Ülke ekonomisinde ciddi sorunlar var. Bunu net bir şekilde hissediyoruz. Zaten var olan sorunlara iktidarı zorda bırakmak adına yaratılan algılar ve müdahaleler de eklenince toplumun psikolojisi bozulmuş durumda. Yarın endişesini her bireyin yüzünden okumak mümkün. Siyasi kaosun sürmesi, kazananla kaybeden arasında bitmek bilmeyen söz düellosu toplumsal endişeyi her geçen gün biraz daha artırıyor.
Siyasetçiler tüm enerjilerini birbirlerine karşı kullanmaya devam ederken bu olumsuz gidişata dikkat çekenler ise ekonomi çevreleri. Önceki gün KONYSİAD’ın geleneksel kahvaltısında konuşan Antalya Ticaret ve Sanayi Odası Başkanı Davut Çetin, “Hepimizi acı reçete bekliyor” dedi.
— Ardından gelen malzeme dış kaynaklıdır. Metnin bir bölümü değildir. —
use std::cmp::Ordering;

use async_trait::async_trait;
use serde::Serialize;

use crate::config::RabbitMqCredentials;
use crate::sync::CheckKind;
use crate::types::ServiceRecord;

/// See https://github.com/DataDog/integrations-core/tree/master/rabbitmq
pub struct RabbitMqCheck {
    credentials: RabbitMqCredentials,
}

impl RabbitMqCheck {
    pub fn new(credentials: RabbitMqCredentials) -> Self {
        Self { credentials }
    }
}

#[derive(Debug, Clone, PartialEq, Eq, Serialize)]
pub struct RabbitMqInstance {
    #[serde(rename = "rabbitmq_api_url")]
    pub url: String,
    #[serde(rename = "rabbitmq_user")]
    pub username: String,
    #[serde(rename = "rabbitmq_pass")]
    pub password: String,
    pub tags: Vec<String>,
}

impl Ord for RabbitMqInstance {
    fn cmp(&self, other: &Self) -> Ordering {
        self.url
            .cmp(&other.url)
            .then_with(|| self.tags.cmp(&other.tags))
            .then_with(|| self.username.cmp(&other.username))
            .then_with(|| self.password.cmp(&other.password))
    }
}

impl PartialOrd for RabbitMqInstance {
    fn partial_cmp(&self, other: &Self) -> Option<Ordering> {
        Some(self.cmp(other))
    }
}

#[async_trait]
impl CheckKind for RabbitMqCheck {
    type Instance = RabbitMqInstance;

    fn name(&self) -> &'static str {
        "rabbitmq"
    }

    async fn project(&self, service: &ServiceRecord) -> Option<RabbitMqInstance> {
        Some(RabbitMqInstance {
            url: format!("http://{}:{}/api/", service.address, service.port),
            username: self.credentials.username.clone(),
            password: self.credentials.password.clone(),
            tags: vec![format!("service:{}", service.name)],
        })
    }
}

#[cfg(test)]
mod tests {
    use super::*;
    use crate::test_utils::service;

    #[tokio::test]
    async fn test_project_uses_credentials() {
        let check = RabbitMqCheck::new(RabbitMqCredentials {
            username: "monitor".to_string(),
            password: "s3cret".to_string(),
        });
        let got = check
            .project(&service("queue", "10.0.0.7", 15672, &["dd-rabbitmq"]))
            .await
            .unwrap();

        assert_eq!(got.url, "http://10.0.0.7:15672/api/");
        assert_eq!(got.username, "monitor");
        assert_eq!(got.password, "s3cret");
        assert_eq!(got.tags, vec!["service:queue"]);
    }

    #[tokio::test]
    async fn test_field_names() {
        let check = RabbitMqCheck::new(RabbitMqCredentials::default());
        let got = check
            .project(&service("queue", "10.0.0.7", 15672, &[]))
            .await
            .unwrap();
        let yaml = serde_yaml::to_string(&got).unwrap();

        assert!(yaml.contains("rabbitmq_api_url: http://10.0.0.7:15672/api/"));
        assert!(yaml.contains("rabbitmq_user: guest"));
        assert!(yaml.contains("rabbitmq_pass: guest"));
    }
}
Öteden beri öngörüsüne inandığım, meselelere derinlemesine bakış açısıyla takdir ettiğim Çetin, “Artık yüzümüzü ekonomiye ve çözüm bekleyen sorunlara çevirmemiz lazım” diyerek de siyasilere mesaj verdi.
ATSO Başkanı Çetin’in ciddi mesaj ve uyarılar içeren konuşmalarının yeraldığı haberler dünkü yerel gazetelerde vardı. Okumuşsunuzdur. Okumayanlar için kısa bir özet geçeyim.
Bakın neler dedi ATSO Başkanı.
“Ülke olarak sıkıntılı bir süreçten geçiyoruz. 4.5 yıl seçim yapılmayacağını bizzat Cumhurbaşkanı söyledi. Ben inanmıyorum. Keşke olmasa. Ekonomiye bir bakın. Hepimizi acı bir reçete bekliyor. Canımız yanacak. Her şeye rağmen iyi teşvikler de verildi. Bu teşviklerin doğru planlanması ve doğru yerlere verilmesi konusunda daha titiz davranılmalı. Bugün (dün) açıklanması gereken tedbirler paketi var. Bu pakette her sektörü, her kesimi, her kenti yakından ilgilendiren maddeler olacaktır şüphesiz. Ancak biz bunların tümünü uzlaşarak hayata geçirmeliyiz. Fakat maalesef uzlaşma kültürümüzü yitirdik.”
Çetin’in özellikle ‘uzlaşma kültürü’ konusunda söylediklerine katılmamak mümkün değil. Yukarıda anlatmaya çalıştığımız da zaten bu…
Her şeye siyaset gözlüğüyle bakmak, sorunların dağ gibi büyümesinin en temel sebebi… Kimseyi ayırmadan veya herhangi bir tarafı hedef almadan söylüyorum; iktidar veya muhalefet, hangi tarafta olursanız olun, kimi desteklerseniz destekleyin ama şunu unutmayın ki, hepimiz aynı geminin içindeyiz.